The following diagram gives an overview of the range of external stakeholders
And internal stakeholders who are increasingly dependent on metadata to deliver services, and the Library’s strategic objectives.
The fundamental idea behind the evolving strategy was to treat Collection Metadata as a strategic asset of the Library, on a par with the collection, the staff and the estate. We deliberately limited the scope to metadata about the collection. Collection metadata identifies attributes and relationships of collection resources; location and availability of collection resources and status and rights associate with them
Like the collection or any other asset collection metadata needs careful stewarship over time and this in turn needs clear leadership and adequate resourcing.
Like any other asset, investment should be rewarded by improvements in efficiency, better services and more value for money.

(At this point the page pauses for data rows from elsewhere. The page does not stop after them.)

#[cfg(test)]
mod tests {
    use super::*;
    use crate::clock::FixedClock;
    use chrono::{TimeZone, Utc};

    fn generator(seed: u64) -> MockDataGenerator<StdRng, FixedClock> {
        let now = Utc.with_ymd_and_hms(2025, 7, 3, 18, 0, 0).unwrap();
        MockDataGenerator::new(StdRng::seed_from_u64(seed), FixedClock::new(now))
    }

    #[test]
    fn test_sensor_history_shape_for_every_farm() {
        let mut mock = generator(7);
        let now = mock.clock().now();
        let ids: Vec<String> = mock.farms().iter().map(|f| f.id.clone()).collect();

        for id in ids {
            for days in [0u32, 1, 3, 7] {
                let history = mock.sensor_history(&id, days);
                assert_eq!(history.len(), days as usize * 24 + 1);
                assert!(history.windows(2).all(|w| w[0].timestamp < w[1].timestamp));
                assert_eq!(history.last().unwrap().timestamp, now);
                assert!(history.iter().all(|r| r.farm_id == id));
            }
        }
    }

    #[test]
    fn test_sensor_history_unknown_farm_is_empty() {
        let mut mock = generator(7);
        assert!(mock.sensor_history("farm_404", 7).is_empty());
    }

    #[test]
    fn test_one_day_history_for_first_farm() {
        let mut mock = generator(11);
        let history = mock.sensor_history("farm_001", 1);

        assert_eq!(history.len(), 25);
        for reading in &history {
            assert!((reading.ph - 6.8).abs() <= 0.1 + 1e-12, "ph {}", reading.ph);
            assert!((reading.temperature - 18.5).abs() <= 0.2 + 1e-12);
            assert!((reading.length - 80.0).abs() <= 0.5 + 1e-12);
        }
    }

    #[test]
    fn test_trends_for_every_metric_and_range() {
        let mut mock = generator(3);

        for metric in Metric::ALL {
            let baseline = metric.model().baseline();
            for range in TimeRange::ALL {
                let points = mock.analytics_trends(metric, range);
                assert_eq!(points.len(), range.bucket_count());
                for point in &points {
                    assert!(point.value >= 0.0);
                    let expected = if point.value > baseline * 1.1 {
                        TrendStatus::High
                    } else if point.value < baseline * 0.9 {
                        TrendStatus::Low
                    } else {
                        TrendStatus::Normal
                    };
                    assert_eq!(point.status, Some(expected));
                    assert!(point.farm.is_some());
                }
            }
        }
    }

    #[test]
    fn test_hourly_temperature_is_deterministic_cycle() {
        let mut a = generator(1);
        let mut b = generator(99);

        let first = a.analytics_trends(Metric::Temperature, TimeRange::Hours24);
        let second = b.analytics_trends(Metric::Temperature, TimeRange::Hours24);

        assert_eq!(first, second);
        assert_eq!(first[0].label, "00:00");
        assert_eq!(first[0].value, 19.0);
        assert_eq!(first[12].value, 25.0);
        assert_eq!(first[12].status, Some(TrendStatus::High));
    }

    #[test]
    fn test_same_seed_same_series() {
        let mut a = generator(42);
        let mut b = generator(42);

        assert_eq!(
            a.analytics_trends(Metric::Growth, TimeRange::Days30),
            b.analytics_trends(Metric::Growth, TimeRange::Days30)
        );
        assert_eq!(a.sensor_history("farm_002", 1), b.sensor_history("farm_002", 1));
    }

    #[test]
    fn test_empty_catalog_still_produces_points() {
        let now = Utc.with_ymd_and_hms(2025, 7, 3, 18, 0, 0).unwrap();
        let mut mock = MockDataGenerator::with_farms(StdRng::seed_from_u64(5), FixedClock::new(now), vec![]);

        let points = mock.analytics_trends(Metric::Ph, TimeRange::Days7);
        assert_eq!(points.len(), 7);
        assert!(points.iter().all(|p| p.farm.is_none()));
        assert!(mock.farm_performance().is_empty());
        assert_eq!(mock.dashboard_summary().healthy_percent, 0);
    }

    #[test]
    fn test_simple_trend_labels_every_day() {
        let mut mock = generator(8);
        let points = mock.simple_trend(Metric::Growth, TimeRange::Days90);

        assert_eq!(points.len(), 90);
        assert_eq!(points[0].label, "1. Gün");
        assert_eq!(points[1].label, "2");
        assert!(points.iter().all(|p| p.status == Some(TrendStatus::Normal)));
    }

    #[test]
    fn test_kpis_are_constant() {
        let kpis = analytics_kpis();
        assert_eq!(kpis.revenue.current, 184_350.0);
        assert_eq!(kpis.maintenance_costs.trend, TrendDirection::Down);
        assert_eq!(kpis.water_quality.status.as_deref(), Some("optimal"));
        assert_eq!(kpis, generator(1).analytics_kpis());
    }

    #[test]
    fn test_farm_performance_bounds() {
        let mut mock = generator(21);
        let rows = mock.farm_performance();

        assert_eq!(rows.len(), 5);
        for (index, row) in rows.iter().enumerate() {
            let floor = 65.0 + index as f64 * 8.0;
            assert!(row.performance >= floor && row.performance <= floor + 15.0);
            assert!(row.change >= 2.0 && row.change <= 14.0);
            assert!(row.energy_efficiency >= 85.0 && row.energy_efficiency <= 105.0);
        }
    }

    #[test]
    fn test_historical_analytics_window() {
        let mut mock = generator(4);
        let now = mock.clock().now();
        let days = mock.historical_analytics(90);

        assert_eq!(days.len(), 91);
        assert_eq!(days.last().unwrap().timestamp, now);
        assert_eq!(days[0].timestamp, now - Duration::days(90));
        assert!(days.iter().all(|d| d.water_quality >= 90.0 && d.water_quality < 100.0));
    }

    #[test]
    fn test_key_metrics_follow_status() {
        let mut mock = generator(2);
        let farm = catalog::farms().into_iter().find(|f| f.id == "farm_003").unwrap();

        let metrics = mock.farm_key_metrics(&farm);
        assert_eq!(metrics.efficiency, 62.3);
        assert_eq!(metrics.health_index, 4.2);
        assert!(metrics.estimated_harvest < 0.0);
    }

    #[test]
    fn test_dashboard_summary() {
        let summary = generator(1).dashboard_summary();

        assert_eq!(summary.total_farms, 5);
        assert_eq!(summary.healthy_farms, 3);
        assert_eq!(summary.alert_farms, 2);
        assert_eq!(summary.healthy_percent, 60);
        assert!((summary.total_area - 14.5).abs() < 1e-9);
        assert!((summary.average_temperature - 20.76).abs() < 1e-9);
    }

    #[test]
    fn test_image_url_comes_from_kind() {
        let mut mock = generator(6);
        for _ in 0..10 {
            let url = mock.image_url(ImageKind::Critical);
            assert!(catalog::image_urls(ImageKind::Critical).contains(&url));
        }
    }

    #[test]
    fn test_capture_image_matches_farm_status() {
        let mut mock = generator(4);
        let farm = catalog::farms().into_iter().find(|f| f.id == "farm_003").unwrap();

        let image = mock.capture_image(&farm);

        assert!(catalog::image_urls(ImageKind::Critical).contains(&image.url.as_str()));
        assert_eq!(image.id, "img_farm_003_1751565600000");
        assert_eq!(image.timestamp, mock.clock().now());
        assert!(image.description.contains("Kritik"));
    }
}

An important contention is that the metadata should be made to work much harder.
What’s in the strateggy?
The vision provides a view of where we want to be in 2020, which aligns closely with the Library’s Strategy, Living Knowledge and its core programmes.
And a plan…
If you search the document for the phrase “linked data”, you won’t find it. Nor will you find an explicit mention of RDF. There are lots of references to opening but none to linking. We see opening data as a strategic objective, whereas linked data is a technology whose potential we can exploit.

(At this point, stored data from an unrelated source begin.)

pub fn farms() -> Vec<Farm> {
    use SensorStatus::*;

    vec![
        Farm {
            id: "farm_001".to_string(),
            name: "Okyanus Çiftliği Alpha".to_string(),
            location: location(
                "Kuzey Atlantik Okyanusu, Newfoundland'ın 200 deniz mili doğusu",
                47.7511,
                -52.6758,
                "Atlantik Okyanusu",
            ),
            species: "Saccharina latissima".to_string(),
            established_date: date(2024, 7, 2),
            area: 2.5,
            depth: "15-25 metre".to_string(),
            status: FarmStatus::Healthy,
            sensors: panel(
                [(6.8, Optimal), (18.5, Optimal), (8.2, Good), (2.3, Optimal), (80.0, Good), (2.1, Good)],
                at(2025, 7, 3, 18, 0),
            ),
            images: vec![
                image(
                    "img_001",
                    "https://images.unsplash.com/photo-1559827260-dc66d52bef19?w=400&h=300&fit=crop&crop=water",
                    at(2025, 6, 9, 18, 0),
                    "Büyüme izleme - üstel faz",
                ),
                image(
                    "img_002",
                    "https://images.unsplash.com/photo-1576013551627-0cc20b96c2a7?w=400&h=300&fit=crop&crop=center",
                    at(2025, 6, 8, 16, 30),
                    "Su kalitesi değerlendirmesi",
                ),
            ],
            actions: vec![suggestion(
                "action_001",
                "alg_restorasyon_ayarlaması",
                SuggestionStatus::Pending,
                "Alg hattını 80cm aşağı indir",
                "Çözünmüş oksijen seviyelerini yakından izleyin. Su dolaşımını artırmayı düşünün.",
                at(2025, 7, 3, 10, 0),
                94,
            )],
        },
        Farm {
            id: "farm_002".to_string(),
            name: "Yeşil Dalga Tesisi".to_string(),
            location: location(
                "Kuzey Pasifik Okyanusu, Kaliforniya'nın 150 deniz mili batısı",
                36.7783,
                -119.4179,
                "Pasifik Okyanusu",
            ),
            species: "Kappaphycus alvarezii".to_string(),
            established_date: date(2024, 6, 15),
            area: 3.2,
            depth: "10-20 metre".to_string(),
            status: FarmStatus::Warning,
            sensors: panel(
                [(7.8, Warning), (22.1, Warning), (6.1, Warning), (2.8, Good), (65.0, Warning), (1.2, Warning)],
                at(2025, 7, 3, 17, 55),
            ),
            images: vec![image(
                "img_003",
                "https://images.unsplash.com/photo-1586348943529-beaae6c28db9?w=400&h=300&fit=crop&crop=water",
                at(2025, 6, 9, 14, 20),
                "Sıcaklık stresi göstergeleri görünür",
            )],
            actions: vec![suggestion(
                "action_002",
                "ph_tampon_ekleme",
                SuggestionStatus::Pending,
                "pH tampon çözeltisi ekle",
                "pH seviyeleri kritik eşiğe yaklaşıyor. Acil eylem önerilir.",
                at(2025, 7, 3, 9, 30),
                87,
            )],
        },
        Farm {
            id: "farm_003".to_string(),
            name: "Deniz Araştırma Merkezi".to_string(),
            location: location(
                "Grönland Denizi, İzlanda'nın 100 deniz mili kuzeydoğusu",
                67.1428,
                -21.9426,
                "Arktik Okyanus",
            ),
            species: "Alaria esculenta".to_string(),
            established_date: date(2024, 5, 20),
            area: 1.8,
            depth: "5-15 metre".to_string(),
            status: FarmStatus::Critical,
            sensors: panel(
                [(6.2, Critical), (12.1, Critical), (4.2, Critical), (1.9, Critical), (45.0, Critical), (-0.5, Critical)],
                at(2025, 7, 3, 16, 0),
            ),
            images: vec![image(
                "img_004",
                "https://images.unsplash.com/photo-1581833971358-2c8b550f87b3?w=400&h=300&fit=crop&crop=water",
                at(2025, 6, 9, 12, 0),
                "Ciddi çevresel stres - acil müdahale gerekli",
            )],
            actions: vec![suggestion(
                "action_003",
                "acil_durdurma",
                SuggestionStatus::Pending,
                "Acil müdahale gerekli",
                "Kritik koşullar tespit edildi. Acil durum müdahale protokolü aktivasyonu.",
                at(2025, 7, 3, 8, 0),
                98,
            )],
        },
        Farm {
            id: "farm_004".to_string(),
            name: "Kıyı Alg Laboratuvarı".to_string(),
            location: location(
                "Hint Okyanusu, Sri Lanka'nın 80 deniz mili güneyi",
                5.9197,
                80.7718,
                "Hint Okyanusu",
            ),
            species: "Eucheuma denticulatum".to_string(),
            established_date: date(2024, 8, 10),
            area: 4.1,
            depth: "8-18 metre".to_string(),
            status: FarmStatus::Healthy,
            sensors: panel(
                [(7.2, Optimal), (26.8, Optimal), (7.8, Good), (3.1, Optimal), (95.0, Excellent), (3.2, Excellent)],
                at(2025, 7, 3, 17, 50),
            ),
            images: vec![image(
                "img_005",
                "https://images.unsplash.com/photo-1502780402662-acc01917aa01?w=400&h=300&fit=crop&crop=nature",
                at(2025, 6, 9, 11, 30),
                "Mükemmel büyüme koşulları - hasat için hazır",
            )],
            actions: vec![suggestion(
                "action_004",
                "hasat_döngüsü",
                SuggestionStatus::Completed,
                "2.1 ton deniz yosunu hasat edildi",
                "Optimal hasat koşulları sağlandı.",
                at(2025, 7, 2, 14, 45),
                96,
            )],
        },
        Farm {
            id: "farm_005".to_string(),
            name: "Akdeniz Su Ürünleri İstasyonu".to_string(),
            location: location("Akdeniz, Kıbrıs'ın 60 deniz mili güneyi", 34.9215, 33.6314, "Akdeniz"),
            species: "Gracilaria gracilis".to_string(),
            established_date: date(2024, 4, 15),
            area: 2.9,
            depth: "12-22 metre".to_string(),
            status: FarmStatus::Healthy,
            sensors: panel(
                [(7.5, Optimal), (24.3, Optimal), (8.8, Excellent), (3.8, Optimal), (88.0, Good), (2.8, Good)],
                at(2025, 7, 3, 17, 45),
            ),
            images: vec![image(
                "img_006",
                "https://images.unsplash.com/photo-1502836249271-526ed8d87eb0?w=400&h=300&fit=crop&crop=water",
                at(2025, 6, 9, 9, 15),
                "Optimal Akdeniz koşullarında istikrarlı büyüme",
            )],
            actions: vec![suggestion(
                "action_005",
                "ph_ayarlaması",
                SuggestionStatus::Completed,
                "pH seviyeleri optimal aralığa ayarlandı",
                "Bakım başarıyla tamamlandı.",
                at(2025, 7, 3, 18, 0),
                91,
            )],
        },
    ]
}
// services/farm-dash/src/mock.rs
//
// Live feed: re-rolls the mock series every few ticks so charts move

use tracing::debug;

use crate::state::DashboardState;

pub struct LiveFeed {
    tick_count: u64,
    refresh_every: u64,
}

impl LiveFeed {
    pub fn new(refresh_every: u64) -> Self {
        Self {
            tick_count: 0,
            refresh_every: refresh_every.max(1),
        }
    }

    /// Advances one tick; returns true when series were regenerated.
    pub fn update(&mut self, state: &mut DashboardState) -> bool {
        self.tick_count += 1;
        state.tick_count = self.tick_count;

        if self.tick_count % self.refresh_every != 0 {
            return false;
        }

        state.hourly_activity = state.generator.hourly_activity();
        state.refresh_trend();
        if state.details.farm_id.is_some() {
            state.load_farm_details();
        }
        debug!("live feed refreshed at tick {}", self.tick_count);
        true
    }
}

#[cfg(test)]
mod tests {
    use super::*;
    use farmkit::{DashboardConfig, MockDataGenerator};

    #[test]
    fn test_refreshes_on_interval() {
        let config = DashboardConfig::default();
        let mut state = DashboardState::new(&config, MockDataGenerator::from_seed(Some(9)));
        let mut feed = LiveFeed::new(3);

        let refreshed: Vec<bool> = (0..6).map(|_| feed.update(&mut state)).collect();

        assert_eq!(refreshed, vec![false, false, true, false, false, true]);
        assert_eq!(state.tick_count, 6);
        assert_eq!(state.hourly_activity.len(), 24);
    }

    #[test]
    fn test_zero_interval_is_clamped() {
        let config = DashboardConfig::default();
        let mut state = DashboardState::new(&config, MockDataGenerator::from_seed(Some(9)));
        let mut feed = LiveFeed::new(0);

        assert!(feed.update(&mut state));
    }
}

We will continue to develop the BNB Linked data offering
We have been doing some work on linked data. We’ve added URIs for ISNIs to the LOD BNB. We’ve been working with our linked data service provider TSO to improve our understanding of demand for the linked data service and we’ve also worked with Fujitsu Ireland to analyse the statistics in more depth to discover who is using the service and how. A lesson is that although the linked data offering is being used, it is very difficult to analyse by whom and for what reason. It is clear that for many researchers who may be interested in our data, linked data poses a significant technical barrier.
So linked data is just one of the channels through which we will publish our metadata.
Our free Z39.50 service remains very heavily used and continues to grow. We have more than 1500 users in 177 countries, many in singleton posts or small libraries, who reuse our bibliographic records in their own institutions. More recently we have begun to make the data available to researchers as csv, which allows them to work with desktop tools such as Excel or Open Refine. Datasets are available from our downloads page. New data sets are added to complement exhibitions, such as Shakespeare, Punk or in relation to landmark anniversaries, such as Great Fire of London. These include archival and mss resources as well as published books, maps and scores and are certainly being used. We work with government and professional bodies to promote these offerings. We also create bespoke datasets to meet specific needs and for collaborations with students and even our artist in residence.
To realise the strategic vision and deliver the objectives we have set, we have to break down the silos. The strategy provides a framework within which we can encourage the convergence of standards where appropriate and improve our metadata to make it more actionable.
New synergies will emerge offering the potential for better services and greater efficiency.
There is an opportunity arising from end of life of out major systems Aleph, Symphony and IAMs which will all need to be replace within the next few years.
We can influence but not determine the future of the library’s major systems, which all need to be replaced.
We have raised the awareness of collection metadata within the institution. We are also better informed of new requirements and receive earlier notice which allows us to influence as well as respond.
It is clear that metadata is central to the delivery of many corporate strategic objectives. This has increased demand, but also substantiates bids for additional resource.
Convergence creates new synergies. The vision to bring our metadata together informs decisions about system architecture.